Sunday gym-whey protein
egg whites w/mushroom, onions+4 slices turkey bacon and a smoothie with mixed berries, almond milk/water, chia seeds/flax seeds
2 salmon burger patties, 2 slices french bread :(
glass of almond milk, handful of nuts
plain greek yog w/blueberries/almonds/powdered PB
fat 60.99 carbs 160.65 pro 131.46 cals 1699

Monday gym- smoothie w/protein/almond milk/water/mixed berries/flax/chia and i also had a power crunch bar
egg whites with mushrooms,onions, and 4 slices turkey bacon
chicken with mixed veggies
half cup blueberries and plain greek yog with powdered PB and handful of nuts
couple slices of pork roast with oven roasted zucchini and bell peppers+1/4 cup cottage cheese

fat 60.74 carbs 145.13 prot 125.39 cals 1599



I know I had some bad things but still a lot better then normal so im just in the process of weeding it out completely
 
and I always end up with so much carbs :( Which is why im trying to put together some kind of standardized plan
 
You have to drop the alcohol, fruits, milk and breads. Stay away from carbs, and work in more of a carb-cycling+evolutionary diet ketogenic plan.

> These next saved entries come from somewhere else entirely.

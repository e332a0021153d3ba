use serde::Deserialize;

#[derive(Debug, Deserialize, Clone)]
pub struct Configuration {
    #[serde(default)]
    pub server: ServerConfiguration,
    pub oauth: OAuthConfiguration,
}

#[derive(Debug, Deserialize, Clone)]
pub struct ServerConfiguration {
    #[serde(default = "default_host")]
    pub host: String,

    #[serde(default = "default_port")]
    pub port: u16,

    /// Path prefix when running behind a reverse proxy, e.g. `/spotify`
    #[serde(default)]
    pub base_path: String,

    #[serde(default = "default_session_ttl")]
    pub session_ttl_seconds: u64,

    #[serde(default = "default_cleanup_interval")]
    pub cleanup_interval_seconds: u64,

    /// Shared secret gating the client-facing endpoints. Unset or empty
    /// means the relay is open to anyone who can reach it.
    #[serde(default)]
    pub proxy_secret: Option<String>,

    #[serde(default)]
    pub cors_permissive: bool,
}

#[derive(Debug, Deserialize, Clone)]
pub struct OAuthConfiguration {
    #[serde(default)]
    pub client_id: Option<String>,

    #[serde(default)]
    pub client_secret: Option<String>,

    pub redirect_uri: String,

    #[serde(default = "default_authorize_url")]
    pub authorize_url: String,

    #[serde(default = "default_token_url")]
    pub token_url: String,

    #[serde(default = "default_scope")]
    pub default_scope: String,

    #[serde(default = "default_request_timeout")]
    pub request_timeout_seconds: u64,
}

impl Default for ServerConfiguration {
    fn default() -> Self {
        Self {
            host: default_host(),
            port: default_port(),
            base_path: String::new(),
            session_ttl_seconds: default_session_ttl(),
            cleanup_interval_seconds: default_cleanup_interval(),
            proxy_secret: None,
            cors_permissive: false,
        }
    }
}

impl ServerConfiguration {
    /// The configured relay secret, treating an empty value as unset
    pub fn relay_secret(&self) -> Option<&str> {
        self.proxy_secret.as_deref().filter(|s| !s.is_empty())
    }

    /// Base path without a trailing slash, or empty
    pub fn normalized_base_path(&self) -> String {
        let trimmed = self.base_path.trim_end_matches('/');
        if trimmed.is_empty() {
            String::new()
        } else if trimmed.starts_with('/') {
            trimmed.to_string()
        } else {
            format!("/{}", trimmed)
        }
    }
}

impl OAuthConfiguration {
    /// Minimal configuration pointing at the default provider endpoints
    pub fn new(redirect_uri: impl Into<String>) -> Self {
        Self {
            client_id: None,
            client_secret: None,
            redirect_uri: redirect_uri.into(),
            authorize_url: default_authorize_url(),
            token_url: default_token_url(),
            default_scope: default_scope(),
            request_timeout_seconds: default_request_timeout(),
        }
    }
}

fn default_host() -> String {
    "0.0.0.0".to_string()
}

fn default_port() -> u16 {
    4180
}

fn default_session_ttl() -> u64 {
    3600
}

fn default_cleanup_interval() -> u64 {
    60
}

fn default_authorize_url() -> String {
    "https://accounts.spotify.com/authorize".to_string()
}

fn default_token_url() -> String {
    "https://accounts.spotify.com/api/token".to_string()
}

fn default_scope() -> String {
    "user-read-private user-read-email".to_string()
}

fn default_request_timeout() -> u64 {
    10
}

impl Configuration {
    /// Load `config.toml` if present, then `OAUTH_RELAY_<SECTION>__<KEY>`
    /// variables, e.g. `OAUTH_RELAY_OAUTH__CLIENT_ID`
    pub fn new() -> Result<Self, config::ConfigError> {
        Self::load(environment())
    }

    fn load(environment: config::Environment) -> Result<Self, config::ConfigError> {
        let mut builder = config::Config::builder();

        if std::path::Path::new("config.toml").exists() {
            builder = builder.add_source(config::File::with_name("config"));
        }

        builder.add_source(environment).build()?.try_deserialize()
    }
}

fn environment() -> config::Environment {
    config::Environment::with_prefix("OAUTH_RELAY")
        .prefix_separator("_")
        .separator("__")
}
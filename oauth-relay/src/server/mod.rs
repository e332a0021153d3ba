pub mod config;
pub mod credentials;
pub mod error;
pub mod handlers;
pub mod middleware;
pub mod models;
pub mod services;

pub use self::config::Configuration;
pub use error::ServerError;

use axum::{
    body::Body,
    http::Request,
    middleware::from_fn_with_state,
    routing::{get, post},
    Router,
};
use self::config::ServerConfiguration;
use services::{Clock, InMemorySessionStore, OAuthClient, SessionStore, SystemClock};
use std::sync::Arc;
use tower::ServiceBuilder;
use tower_http::{cors::CorsLayer, limit::RequestBodyLimitLayer, trace::TraceLayer};

const MAX_BODY_BYTES: usize = 64 * 1024;

#[derive(Clone)]
pub struct AppState {
    pub session_store: Arc<dyn SessionStore>,
    pub oauth_client: Arc<OAuthClient>,
    pub server: Arc<ServerConfiguration>,
    pub clock: Arc<dyn Clock>,
}

impl AppState {
    pub fn new(configuration: &Configuration) -> Result<Self, ServerError> {
        Self::with_clock(configuration, Arc::new(SystemClock))
    }

    pub fn with_clock(
        configuration: &Configuration,
        clock: Arc<dyn Clock>,
    ) -> Result<Self, ServerError> {
        let session_store = Arc::new(InMemorySessionStore::with_clock(
            configuration.server.session_ttl_seconds,
            clock.clone(),
        ));
        let oauth_client = Arc::new(OAuthClient::new(&configuration.oauth)?);

        Ok(Self {
            session_store,
            oauth_client,
            server: Arc::new(configuration.server.clone()),
            clock,
        })
    }
}

/// Build the relay router. Every route runs the expiry sweep first; the
/// client-facing routes additionally require the relay secret.
pub fn router(state: AppState) -> Router {
    let protected = Router::new()
        .route("/create_session", get(handlers::create_session))
        .route("/login/{session_id}", get(handlers::login_with_session))
        .route("/poll/{session_id}", get(handlers::poll_session))
        .route("/refresh", post(handlers::refresh_token))
        .route_layer(from_fn_with_state(
            state.clone(),
            middleware::require_relay_secret,
        ));

    let open = Router::new()
        .route("/", get(handlers::index))
        .route("/health", get(handlers::health_check))
        .route("/login", get(handlers::legacy_login))
        .route("/callback", get(handlers::oauth_callback));

    let mut app = protected.merge(open).layer(
        ServiceBuilder::new()
            .layer(TraceLayer::new_for_http().make_span_with(request_span))
            .layer(from_fn_with_state(
                state.clone(),
                middleware::sweep_expired_sessions,
            ))
            .layer(RequestBodyLimitLayer::new(MAX_BODY_BYTES)),
    );

    if state.server.cors_permissive {
        app = app.layer(CorsLayer::permissive());
    }

    app.with_state(state)
}

/// Span for an incoming request. Only the path is recorded: query strings
/// carry the relay secret and authorization codes.
fn request_span(request: &Request<Body>) -> tracing::Span {
    tracing::debug_span!(
        "request",
        method = %request.method(),
        path = %request.uri().path(),
    )
}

You'll need to try to make your diet more standardized and add a lot more healthy fats like walnuts and almonds.
 
Hi guys! I am 16 weeks out for a show competing in Bikini category. I am 5'4.5, 125 lbs, 25% body fat. Im looking for some help with a diet plan. I have never been on any kind of strict meal plan. I generally try to stay away from processed carbs but sometimes I can be bad with them as well as sweets (for this reason I don't want to have a cheat day.) I also drink on weekends usually and have never tried to have the small 5-6 meals a day
( portion control also an issue of mine).
Supplements I have started to take; CLA, BCAA amino acid powder form, Acai powdered fibre, LIV.52 DS, Multi, B complex, Iron, Omega 3-6-9 liquid, Cardio Ignite Pre-workout, Some days one Hemodrene w/raspberry ketones pill.
I've started controlling my portions, trying to eat more often ( 6 meals per day) and cutting out carbs from grains. I had planned on eating fruit smoothies, juicing, veggies, cottage cheese, greek yog plain, egg whites, turkey bacon, chicken breast, fish, possibley some lean red beef patties, nuts,
At this time in the game how strict do I have to be with measuring, counting out macros etc. Any help with a meal plan would be appreciated!

Also because its summer I would LIKE to have a few drinks occasionally (vodka soda waters or maybe wine), and then wanted to cut it out entirely come Sept. I am wondering what thoughts are of how this would affect my progress?

Current pic included!

Good lord lady. You are micro managing your diet to death! Your grandmother lost weight way back when and she never took any of that stuff. Not everythign in life has to be rocket science.

High protein, lift weights, fiber, calorie deficit, moderate carbs and one cheat day. That's all you really need. If you want to get even more specific with tips i can - but for the cutting phase, that's the mainstay.

When in maint. - keep counting calories and watch the bf. Cut if you ever go over. Your body will try to fight you and get back to normal so do'nt let it. Leave those tights and spandex in the closet - wear only jeans in public first year. Elastic won't tell you you gained fat until it's too late. Mirrors lie. Any q's pm me.